//! Roadtrack: Map-Matched Vehicle Tracking for Rust
//!
//! On-line probabilistic tracking of a vehicle over a road network: given a
//! stream of noisy GPS fixes and a static road graph, maintain a distribution
//! over the vehicle's pose — position, velocity, and which road edge (if any)
//! it is traveling on.
//!
//! # Architecture
//!
//! - **Dual-mode Kalman filtering**: a 4-D *ground* model in planar
//!   coordinates and a 2-D *road* model in arc-length coordinates, with a
//!   bidirectional projection between them ([`paths::projection`])
//! - **Path-state algebra**: states as `(path, motion-state)` pairs with
//!   differencing, reprojection, and merging under orientation ambiguity
//! - **On/off-road transitions**: per-step sampling of the next edge (or
//!   free motion) from a topology- and uncertainty-dependent domain
//!   ([`models::transition`])
//!
//! Covariances are carried in SVD-factored form throughout, so positive
//! semi-definiteness survives repeated projection ([`types::svd`]).

pub mod types;
pub mod geom;
pub mod graph;
pub mod paths;
pub mod models;
pub mod filters;
pub mod vehicle;

pub mod prelude {
    pub use crate::types::spaces::*;
    pub use crate::types::svd::SvdCovariance;
    pub use crate::types::gaussian::{GaussianBelief, TruncatedGaussian};
    pub use crate::graph::{GraphEdge, RoadEdge, RoadNetwork, Segment};
    pub use crate::paths::{Path, PathEdge, PathState, PathStateBelief, RoadPath};
    pub use crate::models::observation::GpsObservation;
    pub use crate::models::transition::{OnOffEdgeTransition, TransitionType};
    pub use crate::filters::motion::MotionEstimator;
    pub use crate::vehicle::state::VehicleStateDistribution;
}

/// Error types for the library.
#[derive(Debug, Clone, thiserror::Error)]
pub enum TrackingError {
    /// A covariance left the PSD cone, an SVD failed, or a state went NaN.
    /// Recoverable at the particle level: drop the particle at resample time.
    #[error("numerical failure: {0}")]
    Numeric(String),
    /// A geometric operation produced no usable result (empty snap, empty
    /// extraction). Recoverable at the particle level.
    #[error("geometry failure: {0}")]
    Geometry(String),
    /// Two paths relate in none of the recognized topological ways. Fatal:
    /// indicates an implementation or data bug.
    #[error("path topology error: {0}")]
    Topology(String),
    /// A caller broke an interface contract (non-positive time delta, wrong
    /// dimensionality, missing value). Fatal.
    #[error("contract violation: {0}")]
    Contract(String),
}

impl TrackingError {
    /// True for errors that the outer filter absorbs by dropping the
    /// affected particle, false for errors that must surface to the caller.
    pub fn is_particle_recoverable(&self) -> bool {
        matches!(self, TrackingError::Numeric(_) | TrackingError::Geometry(_))
    }
}

pub type Result<T> = ::std::result::Result<T, TrackingError>;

◇ ◇ ◇ ◇ ◇

__TASK PROMPT__: From the records above, quote only the lines running from the line with "network: given a" to the line with "model in planar", both lines included.

__RESULT FOR THIS EXERCISE__:
//! On-line probabilistic tracking of a vehicle over a road network: given a
//! stream of noisy GPS fixes and a static road graph, maintain a distribution
//! over the vehicle's pose — position, velocity, and which road edge (if any)
//! it is traveling on.
//!
//! # Architecture
//!
//! - **Dual-mode Kalman filtering**: a 4-D *ground* model in planar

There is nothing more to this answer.